→ Activity
Copy out all the lines of the data that hold the word "series".

--- Task material Enclosed Below ---

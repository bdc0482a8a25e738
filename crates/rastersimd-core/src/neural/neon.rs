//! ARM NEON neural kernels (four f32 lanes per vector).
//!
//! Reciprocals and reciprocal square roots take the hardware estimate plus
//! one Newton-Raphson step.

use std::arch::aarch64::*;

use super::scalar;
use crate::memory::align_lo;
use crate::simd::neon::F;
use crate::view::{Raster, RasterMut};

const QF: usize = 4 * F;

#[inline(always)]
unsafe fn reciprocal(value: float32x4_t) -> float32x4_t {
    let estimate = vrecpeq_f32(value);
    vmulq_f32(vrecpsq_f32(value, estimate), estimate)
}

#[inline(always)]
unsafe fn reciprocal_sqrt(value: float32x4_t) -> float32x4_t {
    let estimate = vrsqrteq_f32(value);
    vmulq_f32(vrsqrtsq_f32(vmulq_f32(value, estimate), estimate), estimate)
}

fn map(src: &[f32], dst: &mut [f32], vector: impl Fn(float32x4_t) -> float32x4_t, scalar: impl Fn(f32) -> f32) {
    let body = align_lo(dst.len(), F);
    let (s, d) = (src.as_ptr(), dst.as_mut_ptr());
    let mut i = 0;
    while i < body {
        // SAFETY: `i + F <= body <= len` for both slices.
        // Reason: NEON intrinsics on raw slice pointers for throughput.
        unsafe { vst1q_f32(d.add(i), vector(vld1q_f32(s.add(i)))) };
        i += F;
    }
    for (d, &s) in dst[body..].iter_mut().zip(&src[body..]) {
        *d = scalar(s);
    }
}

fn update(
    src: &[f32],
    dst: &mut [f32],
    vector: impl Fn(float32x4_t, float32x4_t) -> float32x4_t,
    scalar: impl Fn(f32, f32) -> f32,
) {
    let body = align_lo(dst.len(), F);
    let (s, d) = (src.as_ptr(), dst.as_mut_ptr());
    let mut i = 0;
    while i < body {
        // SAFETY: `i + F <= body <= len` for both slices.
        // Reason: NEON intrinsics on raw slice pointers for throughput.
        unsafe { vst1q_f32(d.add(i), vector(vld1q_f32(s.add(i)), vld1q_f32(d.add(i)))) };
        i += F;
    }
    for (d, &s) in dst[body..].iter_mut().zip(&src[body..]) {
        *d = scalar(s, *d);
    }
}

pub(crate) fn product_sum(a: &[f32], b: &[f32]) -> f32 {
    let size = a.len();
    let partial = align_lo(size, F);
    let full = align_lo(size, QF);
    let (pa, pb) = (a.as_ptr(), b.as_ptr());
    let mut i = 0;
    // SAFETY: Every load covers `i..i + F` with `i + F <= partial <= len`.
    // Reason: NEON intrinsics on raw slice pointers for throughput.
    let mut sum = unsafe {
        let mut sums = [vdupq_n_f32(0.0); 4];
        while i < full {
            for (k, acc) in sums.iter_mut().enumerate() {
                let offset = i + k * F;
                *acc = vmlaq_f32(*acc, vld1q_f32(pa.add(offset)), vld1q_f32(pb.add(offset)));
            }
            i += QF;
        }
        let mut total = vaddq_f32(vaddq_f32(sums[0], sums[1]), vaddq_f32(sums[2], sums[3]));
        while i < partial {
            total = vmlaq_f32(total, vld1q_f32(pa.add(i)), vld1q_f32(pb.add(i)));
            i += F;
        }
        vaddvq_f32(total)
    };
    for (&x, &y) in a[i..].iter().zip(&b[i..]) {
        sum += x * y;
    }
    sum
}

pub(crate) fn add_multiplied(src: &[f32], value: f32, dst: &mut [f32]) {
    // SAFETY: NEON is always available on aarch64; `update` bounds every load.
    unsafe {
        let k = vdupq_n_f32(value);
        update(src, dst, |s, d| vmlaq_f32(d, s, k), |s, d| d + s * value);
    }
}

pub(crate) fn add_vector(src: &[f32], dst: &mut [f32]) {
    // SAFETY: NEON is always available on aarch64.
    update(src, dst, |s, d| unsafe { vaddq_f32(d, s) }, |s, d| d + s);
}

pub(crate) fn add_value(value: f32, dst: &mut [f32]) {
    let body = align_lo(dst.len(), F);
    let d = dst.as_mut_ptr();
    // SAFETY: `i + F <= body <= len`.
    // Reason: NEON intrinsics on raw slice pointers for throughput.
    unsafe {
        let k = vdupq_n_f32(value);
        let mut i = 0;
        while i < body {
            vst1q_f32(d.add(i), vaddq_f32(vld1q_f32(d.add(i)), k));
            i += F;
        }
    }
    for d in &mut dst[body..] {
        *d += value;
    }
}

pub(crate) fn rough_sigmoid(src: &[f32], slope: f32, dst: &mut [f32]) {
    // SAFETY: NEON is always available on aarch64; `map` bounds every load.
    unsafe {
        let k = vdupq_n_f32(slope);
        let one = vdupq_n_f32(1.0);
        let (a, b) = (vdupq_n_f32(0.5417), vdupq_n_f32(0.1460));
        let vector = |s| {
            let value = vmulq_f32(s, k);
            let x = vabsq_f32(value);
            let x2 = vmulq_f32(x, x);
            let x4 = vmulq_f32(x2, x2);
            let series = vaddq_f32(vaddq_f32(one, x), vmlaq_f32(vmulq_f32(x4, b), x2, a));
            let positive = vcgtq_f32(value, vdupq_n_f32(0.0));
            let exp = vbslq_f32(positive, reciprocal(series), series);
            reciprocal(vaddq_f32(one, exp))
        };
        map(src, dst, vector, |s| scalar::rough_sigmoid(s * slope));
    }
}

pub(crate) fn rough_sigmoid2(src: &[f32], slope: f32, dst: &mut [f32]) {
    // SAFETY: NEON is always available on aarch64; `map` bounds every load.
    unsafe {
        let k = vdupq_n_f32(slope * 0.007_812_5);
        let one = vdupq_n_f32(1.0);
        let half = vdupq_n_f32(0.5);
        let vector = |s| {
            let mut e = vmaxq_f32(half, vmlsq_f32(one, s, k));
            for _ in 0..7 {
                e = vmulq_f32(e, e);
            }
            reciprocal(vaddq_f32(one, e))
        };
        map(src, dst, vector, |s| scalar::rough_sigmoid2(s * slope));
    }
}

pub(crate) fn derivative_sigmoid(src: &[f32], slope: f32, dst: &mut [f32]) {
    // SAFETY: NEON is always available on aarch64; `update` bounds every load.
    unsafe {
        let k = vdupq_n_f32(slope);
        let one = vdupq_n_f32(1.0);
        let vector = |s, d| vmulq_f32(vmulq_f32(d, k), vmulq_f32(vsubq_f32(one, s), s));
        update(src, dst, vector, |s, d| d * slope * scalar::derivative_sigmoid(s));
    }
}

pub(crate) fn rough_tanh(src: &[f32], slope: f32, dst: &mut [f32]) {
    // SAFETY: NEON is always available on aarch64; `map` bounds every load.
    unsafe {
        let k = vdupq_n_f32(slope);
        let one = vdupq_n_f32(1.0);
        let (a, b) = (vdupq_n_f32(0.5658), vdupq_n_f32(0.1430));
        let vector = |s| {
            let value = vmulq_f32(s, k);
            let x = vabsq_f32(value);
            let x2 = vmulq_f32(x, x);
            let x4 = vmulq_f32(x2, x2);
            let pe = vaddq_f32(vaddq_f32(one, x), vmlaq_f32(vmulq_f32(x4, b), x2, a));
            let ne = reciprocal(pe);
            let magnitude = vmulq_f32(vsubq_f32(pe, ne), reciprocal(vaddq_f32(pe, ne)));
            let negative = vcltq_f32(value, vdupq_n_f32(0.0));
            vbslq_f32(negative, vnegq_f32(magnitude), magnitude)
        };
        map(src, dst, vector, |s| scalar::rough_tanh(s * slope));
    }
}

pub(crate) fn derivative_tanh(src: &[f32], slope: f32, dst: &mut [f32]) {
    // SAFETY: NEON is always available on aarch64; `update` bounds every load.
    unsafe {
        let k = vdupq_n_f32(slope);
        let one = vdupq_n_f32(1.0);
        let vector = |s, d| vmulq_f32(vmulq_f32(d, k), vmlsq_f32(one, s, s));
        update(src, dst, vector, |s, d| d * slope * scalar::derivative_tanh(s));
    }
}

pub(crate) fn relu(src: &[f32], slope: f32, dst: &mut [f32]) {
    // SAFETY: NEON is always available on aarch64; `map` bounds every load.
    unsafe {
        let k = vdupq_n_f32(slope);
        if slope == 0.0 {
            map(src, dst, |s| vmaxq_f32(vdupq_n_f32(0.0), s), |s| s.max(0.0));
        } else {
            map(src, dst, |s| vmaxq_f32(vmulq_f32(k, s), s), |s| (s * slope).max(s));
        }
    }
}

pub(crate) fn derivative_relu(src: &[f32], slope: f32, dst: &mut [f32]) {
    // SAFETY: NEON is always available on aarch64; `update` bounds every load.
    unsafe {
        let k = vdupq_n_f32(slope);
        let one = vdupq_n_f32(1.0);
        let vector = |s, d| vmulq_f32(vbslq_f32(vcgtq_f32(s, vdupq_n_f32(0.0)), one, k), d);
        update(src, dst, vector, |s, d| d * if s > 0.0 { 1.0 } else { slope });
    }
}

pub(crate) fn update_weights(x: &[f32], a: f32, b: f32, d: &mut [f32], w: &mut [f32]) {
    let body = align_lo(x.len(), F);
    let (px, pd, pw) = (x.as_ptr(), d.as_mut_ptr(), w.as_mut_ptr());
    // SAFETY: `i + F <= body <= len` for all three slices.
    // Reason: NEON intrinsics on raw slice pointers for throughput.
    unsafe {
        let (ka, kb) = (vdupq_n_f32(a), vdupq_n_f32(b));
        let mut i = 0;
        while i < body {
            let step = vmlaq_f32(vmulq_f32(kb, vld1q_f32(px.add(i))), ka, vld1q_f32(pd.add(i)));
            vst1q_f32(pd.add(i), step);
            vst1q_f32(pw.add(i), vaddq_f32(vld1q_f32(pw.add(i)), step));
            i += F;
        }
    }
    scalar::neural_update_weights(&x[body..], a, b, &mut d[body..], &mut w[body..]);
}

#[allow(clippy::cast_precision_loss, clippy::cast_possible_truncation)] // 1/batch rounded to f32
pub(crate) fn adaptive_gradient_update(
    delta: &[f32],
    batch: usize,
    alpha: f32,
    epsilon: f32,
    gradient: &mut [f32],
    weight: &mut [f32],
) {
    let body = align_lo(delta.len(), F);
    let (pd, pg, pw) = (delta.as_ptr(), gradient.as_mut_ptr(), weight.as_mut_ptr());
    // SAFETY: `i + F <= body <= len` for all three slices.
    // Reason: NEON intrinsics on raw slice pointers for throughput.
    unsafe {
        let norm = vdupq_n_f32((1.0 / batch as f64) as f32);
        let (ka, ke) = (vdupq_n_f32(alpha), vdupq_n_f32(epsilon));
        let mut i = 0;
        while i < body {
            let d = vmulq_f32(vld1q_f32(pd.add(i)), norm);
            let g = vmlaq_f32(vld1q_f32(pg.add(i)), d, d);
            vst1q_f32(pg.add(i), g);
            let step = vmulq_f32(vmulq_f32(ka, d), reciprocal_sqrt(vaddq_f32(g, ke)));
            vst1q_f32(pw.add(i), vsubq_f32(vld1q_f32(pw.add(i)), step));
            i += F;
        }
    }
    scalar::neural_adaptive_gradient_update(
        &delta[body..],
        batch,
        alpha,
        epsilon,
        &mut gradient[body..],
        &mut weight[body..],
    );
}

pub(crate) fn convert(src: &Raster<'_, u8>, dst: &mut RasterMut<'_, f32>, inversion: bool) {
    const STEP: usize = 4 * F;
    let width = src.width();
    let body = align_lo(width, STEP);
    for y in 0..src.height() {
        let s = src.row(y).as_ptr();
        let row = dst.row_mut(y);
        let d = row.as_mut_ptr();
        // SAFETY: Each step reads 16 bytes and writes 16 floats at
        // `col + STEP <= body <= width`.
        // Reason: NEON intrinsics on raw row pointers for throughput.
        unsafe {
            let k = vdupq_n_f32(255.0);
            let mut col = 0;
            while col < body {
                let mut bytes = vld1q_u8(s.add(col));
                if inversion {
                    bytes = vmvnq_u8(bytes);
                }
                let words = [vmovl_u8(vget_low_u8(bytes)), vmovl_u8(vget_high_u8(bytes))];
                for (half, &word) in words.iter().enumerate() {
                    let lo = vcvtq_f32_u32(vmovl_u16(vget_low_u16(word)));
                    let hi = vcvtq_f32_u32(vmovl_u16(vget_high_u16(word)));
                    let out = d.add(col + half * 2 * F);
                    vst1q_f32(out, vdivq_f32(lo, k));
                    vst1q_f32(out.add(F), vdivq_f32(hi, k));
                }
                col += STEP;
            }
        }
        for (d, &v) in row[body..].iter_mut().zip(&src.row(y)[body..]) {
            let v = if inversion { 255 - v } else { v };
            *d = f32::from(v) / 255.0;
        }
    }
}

--- End of Enclosed Task material ---

→ Exercise response
            let series = vaddq_f32(vaddq_f32(one, x), vmlaq_f32(vmulq_f32(x4, b), x2, a));
            let exp = vbslq_f32(positive, reciprocal(series), series);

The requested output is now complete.